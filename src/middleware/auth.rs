// src/middleware/auth.rs

use axum::{
    extract::{FromRequestParts, State},
    http::request::Parts,
    middleware::Next,
    response::Response,
};

use crate::{common::error::AppError, config::AppState, models::auth::User};

// Bearer guard for staff-only routes. On success the validated user is
// stashed in the request extensions for the extractor below.
pub async fn auth_guard(
    State(app_state): State<AppState>,
    mut request: axum::http::Request<axum::body::Body>,
    next: Next,
) -> Result<Response, AppError> {
    let auth_header = request
        .headers()
        .get("Authorization")
        .and_then(|value| value.to_str().ok());

    if let Some(auth_header) = auth_header {
        if let Some(token) = auth_header.strip_prefix("Bearer ") {
            let user = app_state.auth_service.validate_user_token(token).await?;
            request.extensions_mut().insert(user);
            return Ok(next.run(request).await);
        }
    }

    Err(AppError::InvalidToken)
}

// Extractor for handlers behind the guard.
pub struct AuthenticatedUser(pub User);

impl<S> FromRequestParts<S> for AuthenticatedUser
where
    S: Send + Sync,
{
    type Rejection = AppError;

    async fn from_request_parts(parts: &mut Parts, _state: &S) -> Result<Self, Self::Rejection> {
        parts
            .extensions
            .get::<User>()
            .cloned()
            .map(AuthenticatedUser)
            .ok_or(AppError::InvalidToken)
    }
}
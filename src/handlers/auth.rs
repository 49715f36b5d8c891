// src/handlers/auth.rs

use axum::{extract::State, http::StatusCode, response::IntoResponse, Json};
use axum_extra::extract::WithRejection;
use validator::Validate;

use crate::{
    common::error::AppError,
    config::AppState,
    middleware::auth::AuthenticatedUser,
    models::auth::{
        AuthClientResponse, AuthUserResponse, ClientLoginPayload, LoginUserPayload,
        RegisterUserPayload, User,
    },
};

// POST /signup
#[utoipa::path(
    post,
    path = "/signup",
    tag = "Auth",
    request_body = RegisterUserPayload,
    responses(
        (status = 201, description = "User created", body = AuthUserResponse),
        (status = 400, description = "Missing or invalid fields"),
        (status = 409, description = "Email already registered")
    )
)]
pub async fn signup(
    State(app_state): State<AppState>,
    WithRejection(Json(payload), _): WithRejection<Json<RegisterUserPayload>, AppError>,
) -> Result<impl IntoResponse, AppError> {
    payload.validate()?;

    let (user, access_token) = app_state
        .auth_service
        .register_user(
            &payload.first_name,
            &payload.last_name,
            &payload.email,
            &payload.password,
        )
        .await?;

    Ok((
        StatusCode::CREATED,
        Json(AuthUserResponse {
            message: "User created successfully".to_string(),
            user_uuid: user.user_uuid,
            user_id: user.id,
            email: user.email,
            first_name: user.first_name,
            last_name: user.last_name,
            access_token,
        }),
    ))
}

// POST /signin
#[utoipa::path(
    post,
    path = "/signin",
    tag = "Auth",
    request_body = LoginUserPayload,
    responses(
        (status = 200, description = "Signed in", body = AuthUserResponse),
        (status = 401, description = "Invalid credentials")
    )
)]
pub async fn signin(
    State(app_state): State<AppState>,
    WithRejection(Json(payload), _): WithRejection<Json<LoginUserPayload>, AppError>,
) -> Result<impl IntoResponse, AppError> {
    payload.validate()?;

    let (user, access_token) = app_state
        .auth_service
        .login_user(&payload.email, &payload.password)
        .await?;

    Ok(Json(AuthUserResponse {
        message: "Sign-in successful".to_string(),
        user_uuid: user.user_uuid,
        user_id: user.id,
        email: user.email,
        first_name: user.first_name,
        last_name: user.last_name,
        access_token,
    }))
}

// POST /client-signin
#[utoipa::path(
    post,
    path = "/client-signin",
    tag = "Auth",
    request_body = ClientLoginPayload,
    responses(
        (status = 200, description = "Client signed in", body = AuthClientResponse),
        (status = 401, description = "Invalid credentials")
    )
)]
pub async fn client_signin(
    State(app_state): State<AppState>,
    WithRejection(Json(payload), _): WithRejection<Json<ClientLoginPayload>, AppError>,
) -> Result<impl IntoResponse, AppError> {
    payload.validate()?;

    let (client, access_token) = app_state
        .auth_service
        .client_login(&payload.client_code, &payload.access_key)
        .await?;

    Ok(Json(AuthClientResponse {
        message: "Client sign-in successful".to_string(),
        client_id: client.id,
        code: client.code,
        login_link: client.login_link,
        access_key: client.access_key,
        access_token,
    }))
}

// GET /me (behind the bearer guard)
#[utoipa::path(
    get,
    path = "/me",
    tag = "Auth",
    responses(
        (status = 200, description = "The authenticated user", body = User),
        (status = 401, description = "Invalid or missing token")
    ),
    security(("bearer_jwt" = []))
)]
pub async fn get_me(AuthenticatedUser(user): AuthenticatedUser) -> Json<User> {
    Json(user)
}
// src/common/serde_utils.rs
//
// Wire formats: timestamps go out as "YYYY-MM-DD HH:MM:SS" (dates use
// chrono's default "YYYY-MM-DD" serialization).

use chrono::NaiveDateTime;
use serde::Serializer;

pub const TIMESTAMP_FORMAT: &str = "%Y-%m-%d %H:%M:%S";

pub mod ts_format {
    use super::*;

    pub fn serialize<S>(dt: &NaiveDateTime, serializer: S) -> Result<S::Ok, S::Error>
    where
        S: Serializer,
    {
        serializer.serialize_str(&dt.format(TIMESTAMP_FORMAT).to_string())
    }
}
————
▶ **WORK INSTRUCTIONS**: Return each line above exactly as it appears.

▶ **REPLY**:
filename src/middleware/auth.rs
// src/middleware/auth.rs

use axum::{
    extract::{FromRequestParts, State},
    http::request::Parts,
    middleware::Next,
    response::Response,
};

use crate::{common::error::AppError, config::AppState, models::auth::User};

// Bearer guard for staff-only routes. On success the validated user is
// stashed in the request extensions for the extractor below.
pub async fn auth_guard(
    State(app_state): State<AppState>,
    mut request: axum::http::Request<axum::body::Body>,
    next: Next,
) -> Result<Response, AppError> {
    let auth_header = request
        .headers()
        .get("Authorization")
        .and_then(|value| value.to_str().ok());

    if let Some(auth_header) = auth_header {
        if let Some(token) = auth_header.strip_prefix("Bearer ") {
            let user = app_state.auth_service.validate_user_token(token).await?;
            request.extensions_mut().insert(user);
            return Ok(next.run(request).await);
        }
    }

    Err(AppError::InvalidToken)
}

// Extractor for handlers behind the guard.
pub struct AuthenticatedUser(pub User);

impl<S> FromRequestParts<S> for AuthenticatedUser
where
    S: Send + Sync,
{
    type Rejection = AppError;

    async fn from_request_parts(parts: &mut Parts, _state: &S) -> Result<Self, Self::Rejection> {
        parts
            .extensions
            .get::<User>()
            .cloned()
            .map(AuthenticatedUser)
            .ok_or(AppError::InvalidToken)
    }
}
filename src/handlers/auth.rs
repository 49715f36b5d8c891
// src/handlers/auth.rs

use axum::{extract::State, http::StatusCode, response::IntoResponse, Json};
use axum_extra::extract::WithRejection;
use validator::Validate;

use crate::{
    common::error::AppError,
    config::AppState,
    middleware::auth::AuthenticatedUser,
    models::auth::{
        AuthClientResponse, AuthUserResponse, ClientLoginPayload, LoginUserPayload,
        RegisterUserPayload, User,
    },
};

// POST /signup
#[utoipa::path(
    post,
    path = "/signup",
    tag = "Auth",
    request_body = RegisterUserPayload,
    responses(
        (status = 201, description = "User created", body = AuthUserResponse),
        (status = 400, description = "Missing or invalid fields"),
        (status = 409, description = "Email already registered")
    )
)]
pub async fn signup(
    State(app_state): State<AppState>,
    WithRejection(Json(payload), _): WithRejection<Json<RegisterUserPayload>, AppError>,
) -> Result<impl IntoResponse, AppError> {
    payload.validate()?;

    let (user, access_token) = app_state
        .auth_service
        .register_user(
            &payload.first_name,
            &payload.last_name,
            &payload.email,
            &payload.password,
        )
        .await?;

    Ok((
        StatusCode::CREATED,
        Json(AuthUserResponse {
            message: "User created successfully".to_string(),
            user_uuid: user.user_uuid,
            user_id: user.id,
            email: user.email,
            first_name: user.first_name,
            last_name: user.last_name,
            access_token,
        }),
    ))
}

// POST /signin
#[utoipa::path(
    post,
    path = "/signin",
    tag = "Auth",
    request_body = LoginUserPayload,
    responses(
        (status = 200, description = "Signed in", body = AuthUserResponse),
        (status = 401, description = "Invalid credentials")
    )
)]
pub async fn signin(
    State(app_state): State<AppState>,
    WithRejection(Json(payload), _): WithRejection<Json<LoginUserPayload>, AppError>,
) -> Result<impl IntoResponse, AppError> {
    payload.validate()?;

    let (user, access_token) = app_state
        .auth_service
        .login_user(&payload.email, &payload.password)
        .await?;

    Ok(Json(AuthUserResponse {
        message: "Sign-in successful".to_string(),
        user_uuid: user.user_uuid,
        user_id: user.id,
        email: user.email,
        first_name: user.first_name,
        last_name: user.last_name,
        access_token,
    }))
}

// POST /client-signin
#[utoipa::path(
    post,
    path = "/client-signin",
    tag = "Auth",
    request_body = ClientLoginPayload,
    responses(
        (status = 200, description = "Client signed in", body = AuthClientResponse),
        (status = 401, description = "Invalid credentials")
    )
)]
pub async fn client_signin(
    State(app_state): State<AppState>,
    WithRejection(Json(payload), _): WithRejection<Json<ClientLoginPayload>, AppError>,
) -> Result<impl IntoResponse, AppError> {
    payload.validate()?;

    let (client, access_token) = app_state
        .auth_service
        .client_login(&payload.client_code, &payload.access_key)
        .await?;

    Ok(Json(AuthClientResponse {
        message: "Client sign-in successful".to_string(),
        client_id: client.id,
        code: client.code,
        login_link: client.login_link,
        access_key: client.access_key,
        access_token,
    }))
}

// GET /me (behind the bearer guard)
#[utoipa::path(
    get,
    path = "/me",
    tag = "Auth",
    responses(
        (status = 200, description = "The authenticated user", body = User),
        (status = 401, description = "Invalid or missing token")
    ),
    security(("bearer_jwt" = []))
)]
pub async fn get_me(AuthenticatedUser(user): AuthenticatedUser) -> Json<User> {
    Json(user)
}
// src/common/serde_utils.rs
//
// Wire formats: timestamps go out as "YYYY-MM-DD HH:MM:SS" (dates use
// chrono's default "YYYY-MM-DD" serialization).

use chrono::NaiveDateTime;
use serde::Serializer;

pub const TIMESTAMP_FORMAT: &str = "%Y-%m-%d %H:%M:%S";

pub mod ts_format {
    use super::*;

    pub fn serialize<S>(dt: &NaiveDateTime, serializer: S) -> Result<S::Ok, S::Error>
    where
        S: Serializer,
    {
        serializer.serialize_str(&dt.format(TIMESTAMP_FORMAT).to_string())
    }
}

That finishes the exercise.